Factory activity in Turkey expanded in December as firms hired more staff to enlarge their capacity despite a slowdown in actual output and new orders amid lira swings, a survey showed on Monday.
The Purchasing Managers’ Index (PMI) for manufacturing ticked up to 52.1 in December from 52 a month earlier, data from the Istanbul Chamber of Industry (ISO) and IHS Markit showed.
The headline reading held comfortably above the 50 mark that denotes growth. The health of the sector has now strengthened in each of the past seven months, the panel said.
Continued job creation was one of the factors behind the latest improvement in business conditions. Employment rose for the 19th successive month, and at a solid pace that was the fastest since August.
Rising staffing levels are often linked to efforts to expand capacity.
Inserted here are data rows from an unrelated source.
use std::sync::Arc;

use fleet_batching::config::FleetConfig;
use fleet_batching::observability::init_logging;
use fleet_batching::server::{router, AppState};
use fleet_batching::{Error, FleetServices, InMemoryFleet, Orchestrator, Result};
use tracing::info;

#[tokio::main]
async fn main() -> Result<()> {
    let config = FleetConfig::from_env()?;
    init_logging(config.log_format);

    let fleet = Arc::new(InMemoryFleet::seeded(&config.seed, config.latency));
    let services = match &config.upstream_url {
        Some(url) => {
            info!(upstream = %url, "joining against remote fleet services");
            FleetServices::over_http(url, config.request_timeout, config.batch)
        }
        None => FleetServices::in_memory(fleet.clone(), config.batch),
    };
    let orchestrator = Orchestrator::new(services).with_dashboard_limit(config.dashboard_limit);
    let app = router(AppState::new(fleet, orchestrator));

    let listener = tokio::net::TcpListener::bind(config.bind_addr).await?;
    info!(addr = %config.bind_addr, "fleet gateway listening");

    axum::serve(listener, app).await.map_err(Error::from)
}
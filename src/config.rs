//! Gateway configuration from `FLEET_*` environment variables
//!
//! | Variable | Default |
//! |---|---|
//! | `FLEET_BIND_ADDR` | `0.0.0.0:8080` |
//! | `FLEET_UPSTREAM_URL` | unset: join against the in-memory store |
//! | `FLEET_NUM_ROBOTS` / `FLEET_NUM_USERS` / `FLEET_NUM_SITES` | 15 / 10 / 5 |
//! | `FLEET_LATENCY_LIST_MS` / `_SINGLE_MS` / `_BATCH_MS` | 15 / 7 / 10 |
//! | `FLEET_LATENCY_PER_KEY_US` | 100 |
//! | `FLEET_BATCH_DELAY_MS` | 2 |
//! | `FLEET_MAX_BATCH_SIZE` | 1000 |
//! | `FLEET_DASHBOARD_LIMIT` | 15 |
//! | `FLEET_REQUEST_TIMEOUT_SECS` | 30 |
//! | `FLEET_LOG_FORMAT` | `pretty` |

use std::fmt::Display;
use std::net::SocketAddr;
use std::str::FromStr;
use std::time::Duration;

use crate::batcher::BatchConfig;
use crate::observability::LogFormat;
use crate::store::{LatencyProfile, SeedConfig};
use crate::{Error, Result};

const DEFAULT_BIND_ADDR: &str = "0.0.0.0:8080";

#[derive(Debug, Clone)]
pub struct FleetConfig {
    pub bind_addr: SocketAddr,
    /// Base URL of the services owning the entities; `None` serves them in-process
    pub upstream_url: Option<String>,
    pub seed: SeedConfig,
    pub latency: LatencyProfile,
    pub batch: BatchConfig,
    pub dashboard_limit: usize,
    pub request_timeout: Duration,
    pub log_format: LogFormat,
}

impl FleetConfig {
    pub fn from_env() -> Result<Self> {
        Self::from_lookup(|key| std::env::var(key).ok())
    }

    /// Build the configuration from any key lookup
    pub fn from_lookup<F>(lookup: F) -> Result<Self>
    where
        F: Fn(&str) -> Option<String>,
    {
        let seed_defaults = SeedConfig::default();
        let latency_defaults = LatencyProfile::default();
        let batch_defaults = BatchConfig::default();

        let bind_addr = parse(&lookup, "FLEET_BIND_ADDR", DEFAULT_BIND_ADDR.parse().ok())?;
        let upstream_url = lookup("FLEET_UPSTREAM_URL")
            .map(|url| url.trim().to_string())
            .filter(|url| !url.is_empty());

        let seed = SeedConfig {
            robots: parse(&lookup, "FLEET_NUM_ROBOTS", Some(seed_defaults.robots))?,
            users: parse(&lookup, "FLEET_NUM_USERS", Some(seed_defaults.users))?,
            sites: parse(&lookup, "FLEET_NUM_SITES", Some(seed_defaults.sites))?,
        };

        let latency = LatencyProfile {
            list: millis(&lookup, "FLEET_LATENCY_LIST_MS", latency_defaults.list)?,
            single: millis(&lookup, "FLEET_LATENCY_SINGLE_MS", latency_defaults.single)?,
            batch: millis(&lookup, "FLEET_LATENCY_BATCH_MS", latency_defaults.batch)?,
            per_key: Duration::from_micros(parse(
                &lookup,
                "FLEET_LATENCY_PER_KEY_US",
                u64::try_from(latency_defaults.per_key.as_micros()).ok(),
            )?),
        };

        let max_batch_size: usize = parse(
            &lookup,
            "FLEET_MAX_BATCH_SIZE",
            Some(batch_defaults.max_batch_size),
        )?;
        if max_batch_size == 0 {
            return Err(invalid("FLEET_MAX_BATCH_SIZE", "must be at least 1"));
        }
        let batch = batch_defaults
            .with_delay(millis(&lookup, "FLEET_BATCH_DELAY_MS", batch_defaults.delay)?)
            .with_max_batch_size(max_batch_size);

        let log_format = match lookup("FLEET_LOG_FORMAT") {
            Some(value) => value.trim().parse()?,
            None => LogFormat::default(),
        };

        Ok(Self {
            bind_addr,
            upstream_url,
            seed,
            latency,
            batch,
            dashboard_limit: parse(&lookup, "FLEET_DASHBOARD_LIMIT", Some(15))?,
            request_timeout: Duration::from_secs(parse(
                &lookup,
                "FLEET_REQUEST_TIMEOUT_SECS",
                Some(30),
            )?),
            log_format,
        })
    }
}

fn invalid(key: &str, message: impl Into<String>) -> Error {
    Error::Configuration {
        key: key.to_string(),
        message: message.into(),
    }
}

/// Parse `key`, falling back to `default` when it is unset
fn parse<F, T>(lookup: &F, key: &str, default: Option<T>) -> Result<T>
where
    F: Fn(&str) -> Option<String>,
    T: FromStr,
    T::Err: Display,
{
    match lookup(key) {
        Some(raw) => raw
            .trim()
            .parse()
            .map_err(|e| invalid(key, format!("cannot parse `{raw}`: {e}"))),
        None => default.ok_or_else(|| invalid(key, "missing")),
    }
}

fn millis<F>(lookup: &F, key: &str, default: Duration) -> Result<Duration>
where
    F: Fn(&str) -> Option<String>,
{
    let default = u64::try_from(default.as_millis()).ok();
    parse(lookup, key, default).map(Duration::from_millis)
}

#[cfg(test)]
mod tests {
    use super::*;
    use std::collections::HashMap;

    fn lookup(vars: &[(&str, &str)]) -> impl Fn(&str) -> Option<String> {
        let vars: HashMap<String, String> = vars
            .iter()
            .map(|(k, v)| (k.to_string(), v.to_string()))
            .collect();
        move |key| vars.get(key).cloned()
    }

    #[test]
    fn test_defaults() {
        let config = FleetConfig::from_lookup(lookup(&[])).unwrap();

        assert_eq!(config.bind_addr.port(), 8080);
        assert!(config.upstream_url.is_none());
        assert_eq!(config.seed, SeedConfig::default());
        assert_eq!(config.latency, LatencyProfile::default());
        assert_eq!(config.batch, BatchConfig::default());
        assert_eq!(config.dashboard_limit, 15);
        assert_eq!(config.request_timeout, Duration::from_secs(30));
        assert_eq!(config.log_format, LogFormat::Pretty);
    }

    #[test]
    fn test_overrides() {
        let config = FleetConfig::from_lookup(lookup(&[
            ("FLEET_BIND_ADDR", "127.0.0.1:9000"),
            ("FLEET_UPSTREAM_URL", "http://robots.internal"),
            ("FLEET_NUM_ROBOTS", "100"),
            ("FLEET_LATENCY_SINGLE_MS", "0"),
            ("FLEET_BATCH_DELAY_MS", "5"),
            ("FLEET_MAX_BATCH_SIZE", "50"),
            ("FLEET_LOG_FORMAT", "json"),
        ]))
        .unwrap();

        assert_eq!(config.bind_addr, "127.0.0.1:9000".parse().unwrap());
        assert_eq!(config.upstream_url.as_deref(), Some("http://robots.internal"));
        assert_eq!(config.seed.robots, 100);
        assert_eq!(config.latency.single, Duration::ZERO);
        assert_eq!(config.batch.delay, Duration::from_millis(5));
        assert_eq!(config.batch.max_batch_size, 50);
        assert_eq!(config.log_format, LogFormat::Json);
    }

    #[test]
    fn test_invalid_value_names_the_variable() {
        let err = FleetConfig::from_lookup(lookup(&[("FLEET_NUM_USERS", "many")])).unwrap_err();
        assert!(matches!(err, Error::Configuration { ref key, .. } if key == "FLEET_NUM_USERS"));
    }

    #[test]
    fn test_zero_batch_size_rejected() {
        let result = FleetConfig::from_lookup(lookup(&[("FLEET_MAX_BATCH_SIZE", "0")]));
        assert!(result.is_err());
    }
}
Lira depreciation pushed input costs up at the fastest rate on survey records going back to 2005, the panel said, and in turn, manufacturers raised output prices, deterring customers.
Total new orders moderated for the third month running despite an expansion in export orders, the survey showed, while production slowed following a slight rise the previous month due to price pressures.
Widespread difficulties in sourcing inputs caused longer supplier delivery times, while volatility in exchange rates and transportation issues exacerbated these problems.
“Cost pressures hampered operations across the Turkish manufacturing sector in December. Record rises in input costs and selling prices deterred customers from committing to new orders,” said Andrew Harker, economics director at IHS Markit.
“Alongside the potential issues caused by the emergence of the omicron variant of the COVID-19 pandemic, the sector begins 2022 in a challenging position.”